Les archives nous permettant de connaître le fonctionnement de la justice sous l’Ancien Régime dans les territoires qui ont formé le Pas-de-Calais, nous sont malheureusement parvenues de manière lacunaire. En effet, les fonds qui composent la série B (cours et juridiction) ont beaucoup souffert de l’incendie du 5 juillet 1915, qui a fait disparaître 85 % de ces dossiers. Le répertoire numérique réalisé par Pierre Bougard en 1967 donne l’état exact des 32 ml d’archives judiciaires qui nous sont parvenues.
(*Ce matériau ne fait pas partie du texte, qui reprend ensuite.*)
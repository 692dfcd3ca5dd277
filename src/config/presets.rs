//! Builtin parser configs for the usual public log corpora.
//!
//! Formats, masking extensions, delimiters and per-algorithm parameters are
//! tuned per corpus. Drain and JaccardDrain share their knobs in every
//! preset.

use lazy_static::lazy_static;

use log_lines::MaskRule;

use super::{AelConfig, BrainConfig, DrainConfig, ParserConfig, SpellConfig};
use crate::errors::*;

/// Look up a builtin preset by name.
pub fn preset(name: &str) -> Result<ParserConfig> {
    PRESETS
        .iter()
        .find(|preset| preset.name == name)
        .cloned()
        .ok_or_else(|| Error::UnknownPreset(name.to_owned()))
}

/// Names of all builtin presets, in registry order.
pub fn preset_names() -> Vec<&'static str> {
    PRESETS.iter().map(|preset| preset.name.as_str()).collect()
}

fn masks(rules: &[(&str, &str)]) -> Vec<MaskRule> {
    rules
        .iter()
        .map(|(pattern, replacement)| {
            MaskRule::new(pattern, replacement).expect("preset masking rule is valid")
        })
        .collect()
}

fn strings(values: &[&str]) -> Vec<String> {
    values.iter().map(|value| (*value).to_owned()).collect()
}

#[allow(clippy::too_many_arguments)]
fn entry(
    name: &str,
    log_format: &str,
    masking: &[(&str, &str)],
    delimiters: &[&str],
    depth: usize,
    sim_thr: f64,
    spell_sim_thr: f64,
    log_cluster_thr: usize,
    merge_thr: f64,
    var_thr: usize,
) -> ParserConfig {
    let drain = DrainConfig {
        depth,
        sim_thr,
        ..DrainConfig::default()
    };
    ParserConfig {
        masking: masks(masking),
        delimiters: strings(delimiters),
        drain,
        jaccard_drain: drain,
        spell: SpellConfig {
            sim_thr: spell_sim_thr,
        },
        ael: AelConfig {
            log_cluster_thr,
            merge_thr,
        },
        brain: BrainConfig { var_thr },
        ..ParserConfig::bare(name, log_format)
    }
}

lazy_static! {
    static ref PRESETS: Vec<ParserConfig> = vec![
        entry(
            "HDFS",
            "<Date> <Time> <Pid> <Level> <Component>: <Content>",
            &[(r"blk_-?\d+", "<§BLK§>")],
            &[":"],
            4, 0.5, 0.7, 2, 0.5, 2,
        ),
        entry(
            "Hadoop",
            r"<Date> <Time> <Level> \[<Process>\] <Component>: <Content>",
            &[],
            &["=", ":", "_", "(", ")"],
            4, 0.5, 0.7, 2, 0.4, 6,
        ),
        entry(
            "Spark",
            "<Date> <Time> <Level> <Component>: <Content>",
            &[],
            &[":"],
            4, 0.5, 0.55, 2, 0.4, 4,
        ),
        entry(
            "Zookeeper",
            r"<Date> <Time> - <Level>  \[<Node>:<Component>@<Id>\] - <Content>",
            &[],
            &["=", ":"],
            4, 0.5, 0.7, 2, 0.4, 3,
        ),
        entry(
            "BGL",
            "<Label> <Timestamp> <Date> <Node> <Time> <NodeRepeat> <Type> <Component> <Level> <Content>",
            &[
                (r"core\.\d+", "<§CORE§>"),
                (r"\d+:[A-Fa-f\d]{8,}", "<§ADDR§>"),
            ],
            &["=", "..", "(", ")"],
            4, 0.5, 0.75, 2, 0.5, 6,
        ),
        entry(
            "HPC",
            "<LogId> <Node> <Component> <State> <Time> <Flag> <Content>",
            &[],
            &["=", ":", "-"],
            4, 0.5, 0.65, 5, 0.4, 5,
        ),
        entry(
            "Thunderbird",
            r"<Label> <Timestamp> <Date> <User> <Month> <Day> <Time> <Location> <Component>(\[<PID>\])?: <Content>",
            &[],
            &["=", ":"],
            4, 0.5, 0.5, 2, 0.4, 3,
        ),
        entry(
            "Windows",
            "<Date> <Time>, <Level>                  <Component>    <Content>",
            &[],
            &["=", ":", "[", "]"],
            5, 0.7, 0.7, 2, 0.4, 3,
        ),
        entry(
            "Linux",
            r"<Month> <Date> <Time> <Level> <Component>(\[<PID>\])?: <Content>",
            &[],
            &["=", ":"],
            6, 0.39, 0.55, 2, 0.6, 4,
        ),
        entry(
            "Android",
            "<Date> <Time>  <Pid>  <Tid> <Level> <Component>: <Content>",
            &[(r"(/[\w-]+)+", "<§PATH§>")],
            &["=", ":"],
            6, 0.2, 0.95, 2, 0.6, 5,
        ),
        entry(
            "HealthApp",
            r"<Time>\|<Component>\|<Pid>\|<Content>",
            &[(r"\d+##\d+##\d+##\d+##\d+##\d+", "<§SEQ§>")],
            &["=", ":", "|"],
            4, 0.2, 0.5, 2, 0.6, 4,
        ),
        entry(
            "Apache",
            r"\[<Time>\] \[<Level>\] <Content>",
            &[],
            &[],
            4, 0.5, 0.6, 2, 0.4, 4,
        ),
        entry(
            "Proxifier",
            r"\[<Time>\] <Program> - <Content>",
            &[(r"<\d+\ssec", "<§DURATION§>")],
            &[],
            3, 0.6, 0.85, 2, 0.4, 3,
        ),
        entry(
            "OpenSSH",
            r"<Date> <Day> <Time> <Component> sshd\[<Pid>\]: <Content>",
            &[],
            &[],
            5, 0.6, 0.8, 10, 0.7, 6,
        ),
        entry(
            "OpenStack",
            r"<Logrecord> <Date> <Time> <Pid> <Level> <Component> \[<ADDR>\] <Content>",
            &[
                (r"\[instance:(.*?)\]", "<§INST§>"),
                (r"(/[\w-]+)+", "<§PATH§>"),
            ],
            &[],
            5, 0.5, 0.9, 6, 0.5, 5,
        ),
        entry(
            "Mac",
            r"<Month>  <Date> <Time> <User> <Component>\[<PID>\]( \(<Address>\))?: <Content>",
            &[],
            &[],
            6, 0.7, 0.6, 2, 0.6, 5,
        ),
    ];
}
De plus, les documents produits par les tribunaux d’Ancien Régime sont souvent difficiles d’accès pour des raisons paléographique et terminologique.
Sommaire
L’organisation judiciaire de la France et de l’Artois
Jusqu’en 1771, deux organisations différentes coexistent dans les territoires qui forment le Pas-de-Calais. Les régions côtières du Montreuillois, du Boulonnais et du Calaisis dépendaient directement du Parlement de Paris, tandis que l’Artois avait depuis 1530, le privilège d’avoir son propre Conseil provincial.
Pyramide judiciaire en France
Pyramide judiciaire en Artois
Le Conseil provincial d’Artois
Cette cour souveraine a été créée par Charles Quint en 1530, mais elle a pu être intégrée dans le système judiciaire français après la conquête de l’Artois en 1659 et 1678 et y est demeuré presque intacte jusqu’en 1790. Le Conseil d’Artois n’était pas réellement un parlement : en matière civile, elle avait un lien de subordination avec le Grand Conseil de Maline, puis après son rattachement à la France, au Parlement de Paris ; mais elle gardait une réelle souveraineté dans le domaine criminel.
Les épaves du fonds du Conseil d’Artois sont conservées dans la sous-série 1 B. La thèse de doctorat de Philippe Sueur, Le conseil provincial d’Artois (1640-1790). Une cour provinciale à la recherche de sa souveraineté, publiée dans les Mémoires de la Commission départementale des monuments historiques du Pas-de-Calais (cote BHC 2226/1-2) est indispensable pour qui veut comprendre cette institution atypique.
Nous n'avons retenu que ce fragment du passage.